1. Bicycles: They are trendy, great for exercise, transportation and are non-polluting.
2. Water filter: Filtered water pitchers are sold at grocery stores and can replace up to 300 bottles of water with each filter.
3. Rechargeable batteries: They may cost a little more in the beginning, but charging them hundreds of times makes them a bargain.
4. Plant a tree: December is a great time to plant a tree and give your home and neighbors a gift.
5. Kid-powered toys: Battery-powered toys can do more harm to our environment with improper disposal of those batteries that wear out fast.
6. Recycled bird feeder: Bird feeders are sold in kits to make with the kids or already assembled ready to fill with seed.
7. Recycled door mat: Door mats help clean the bottom of shoes and protect your carpets or wooden floors.

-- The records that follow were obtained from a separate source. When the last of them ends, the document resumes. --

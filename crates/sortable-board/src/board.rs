#![forbid(unsafe_code)]

//! Host-facing board: registry, session controller, and change subscribers.
//!
//! The host registers containers once, forwards every pointer event through
//! [`Board::handle`], and renders from [`Board::containers`] /
//! [`Board::highlight`] (or a [`BoardSnapshot`]). Subscribers are notified
//! after each committed change and never for a drop that moved nothing.

use std::collections::VecDeque;
use std::fmt;

use sortable_core::{ContainerId, DragInputError, DragInputEvent, ItemId};

use crate::config::BoardConfig;
use crate::highlight::Highlight;
use crate::model::{Container, Item, ItemLocation};
use crate::registry::{ContainerRegistry, RegistryError};
use crate::session::{DragEffect, DragSession, DragSessionController, DragTransition};

/// Handle returned by [`Board::subscribe`].
#[derive(Debug, Clone, Copy, PartialEq, Eq, Hash, PartialOrd, Ord)]
pub struct SubscriptionId(u64);

/// A committed change to container contents.
#[derive(Debug, Clone, PartialEq, Eq)]
#[cfg_attr(
    feature = "serde",
    derive(serde::Serialize, serde::Deserialize),
    serde(tag = "change", rename_all = "snake_case")
)]
pub enum BoardChange {
    /// A drop moved `item`.
    Moved {
        transition_id: u64,
        item: ItemId,
        from: ItemLocation,
        to: ItemLocation,
    },
    /// The host replaced a container's contents directly.
    Replaced { container: ContainerId },
}

impl BoardChange {
    /// Containers whose contents changed.
    #[must_use]
    pub fn containers(&self) -> Vec<&ContainerId> {
        match self {
            Self::Moved { from, to, .. } if from.container == to.container => vec![&from.container],
            Self::Moved { from, to, .. } => vec![&from.container, &to.container],
            Self::Replaced { container } => vec![container],
        }
    }
}

/// Read-only copy of everything a host needs to render.
#[derive(Debug, Clone, PartialEq, Eq)]
#[cfg_attr(feature = "serde", derive(serde::Serialize, serde::Deserialize))]
pub struct BoardSnapshot {
    pub containers: Vec<Container>,
    pub highlight: Option<Highlight>,
    pub dragging: Option<ItemId>,
}

type Subscriber = Box<dyn FnMut(&BoardChange) + Send>;

/// Containers plus the drag session that reorders them.
pub struct Board {
    config: BoardConfig,
    registry: ContainerRegistry,
    controller: DragSessionController,
    subscribers: Vec<(SubscriptionId, Subscriber)>,
    next_subscription: u64,
    transitions: VecDeque<DragTransition>,
}

impl fmt::Debug for Board {
    fn fmt(&self, f: &mut fmt::Formatter<'_>) -> fmt::Result {
        f.debug_struct("Board")
            .field("config", &self.config)
            .field("registry", &self.registry)
            .field("controller", &self.controller)
            .field("subscribers", &self.subscribers.len())
            .field("transitions", &self.transitions.len())
            .finish()
    }
}

impl Default for Board {
    fn default() -> Self {
        Self::new(BoardConfig::default())
    }
}

impl Board {
    #[must_use]
    pub fn new(config: BoardConfig) -> Self {
        let controller = DragSessionController::new(&config);
        Self {
            transitions: VecDeque::with_capacity(config.transition_log_capacity),
            config,
            registry: ContainerRegistry::new(),
            controller,
            subscribers: Vec::new(),
            next_subscription: 0,
        }
    }

    #[must_use]
    pub fn config(&self) -> &BoardConfig {
        &self.config
    }

    /// Register a fully specified container.
    pub fn register(&mut self, container: Container) -> Result<(), RegistryError> {
        sortable_core::debug!(
            container = %container.id(),
            items = container.len(),
            "registering container"
        );
        self.registry.register(container)
    }

    /// Register a container with the configured default orientation.
    pub fn add_container(
        &mut self,
        id: impl Into<ContainerId>,
        items: impl IntoIterator<Item = Item>,
    ) -> Result<(), RegistryError> {
        let container = Container::new(id)
            .with_orientation(self.config.default_orientation)
            .with_items(items);
        self.register(container)
    }

    /// Replace a container's contents from the host side.
    ///
    /// The caller guarantees item ids stay unique across the board. Allowed
    /// mid-drag: the pending drop re-locates the dragged item when it lands.
    pub fn set_container(&mut self, id: &ContainerId, items: Vec<Item>) -> Result<(), RegistryError> {
        self.registry.set_container(id, items)?;
        self.notify(&BoardChange::Replaced {
            container: id.clone(),
        });
        Ok(())
    }

    /// Apply one host input event.
    pub fn handle(&mut self, event: &DragInputEvent) -> Result<DragTransition, DragInputError> {
        let transition = self.controller.apply(&mut self.registry, event)?;
        if let DragEffect::Committed { item, from, to } = &transition.effect {
            self.notify(&BoardChange::Moved {
                transition_id: transition.transition_id,
                item: item.clone(),
                from: from.clone(),
                to: to.clone(),
            });
        }
        self.record(&transition);
        Ok(transition)
    }

    /// Call `callback` after every committed change.
    pub fn subscribe(&mut self, callback: impl FnMut(&BoardChange) + Send + 'static) -> SubscriptionId {
        self.next_subscription += 1;
        let id = SubscriptionId(self.next_subscription);
        self.subscribers.push((id, Box::new(callback)));
        id
    }

    /// Remove a subscriber. Returns false if it was already gone.
    pub fn unsubscribe(&mut self, id: SubscriptionId) -> bool {
        let before = self.subscribers.len();
        self.subscribers.retain(|(existing, _)| *existing != id);
        self.subscribers.len() != before
    }

    pub fn containers(&self) -> impl Iterator<Item = &Container> {
        self.registry.containers()
    }

    pub fn container(&self, id: &ContainerId) -> Result<&Container, RegistryError> {
        self.registry.get_container(id)
    }

    #[must_use]
    pub fn registry(&self) -> &ContainerRegistry {
        &self.registry
    }

    #[must_use]
    pub fn highlight(&self) -> Option<&Highlight> {
        self.controller.highlight()
    }

    #[must_use]
    pub fn session(&self) -> Option<&DragSession> {
        self.controller.session()
    }

    #[must_use]
    pub fn is_dragging(&self) -> bool {
        self.controller.is_dragging()
    }

    /// Most recent transitions, oldest first.
    pub fn recent_transitions(&self) -> impl Iterator<Item = &DragTransition> {
        self.transitions.iter()
    }

    #[must_use]
    pub fn snapshot(&self) -> BoardSnapshot {
        BoardSnapshot {
            containers: self.registry.containers().cloned().collect(),
            highlight: self.controller.highlight().cloned(),
            dragging: self.controller.session().map(|s| s.source_item.clone()),
        }
    }

    fn notify(&mut self, change: &BoardChange) {
        for (_, subscriber) in &mut self.subscribers {
            subscriber(change);
        }
    }

    fn record(&mut self, transition: &DragTransition) {
        let capacity = self.config.transition_log_capacity;
        if capacity == 0 {
            return;
        }
        while self.transitions.len() >= capacity {
            self.transitions.pop_front();
        }
        self.transitions.push_back(transition.clone());
    }
}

8. Glass storage containers: Glass storage containers will keep food fresher and make leftovers part of the next meal.
9. LED bulb: LED bulbs are better than the spiral CFL bulbs and use even less energy.
10. Small recycling bin: Any container can be labeled or hand painted to become a recycling bin or you can buy them in fashionable colors and styles.
For more information, visit tulsaworld.com/met
Have an energy-efficient holiday
According to Energy.gov, in addition to covering drafty windows, sealing air leaks and implementing other measures that prevent energy loss, adjust your temperature.
While at home, set your thermostat as low as is possible, and when you are asleep or away from home, turn your thermostat back 10 degrees to 15 degrees for eight hours and save about 10 percent on your heating and cooling bills.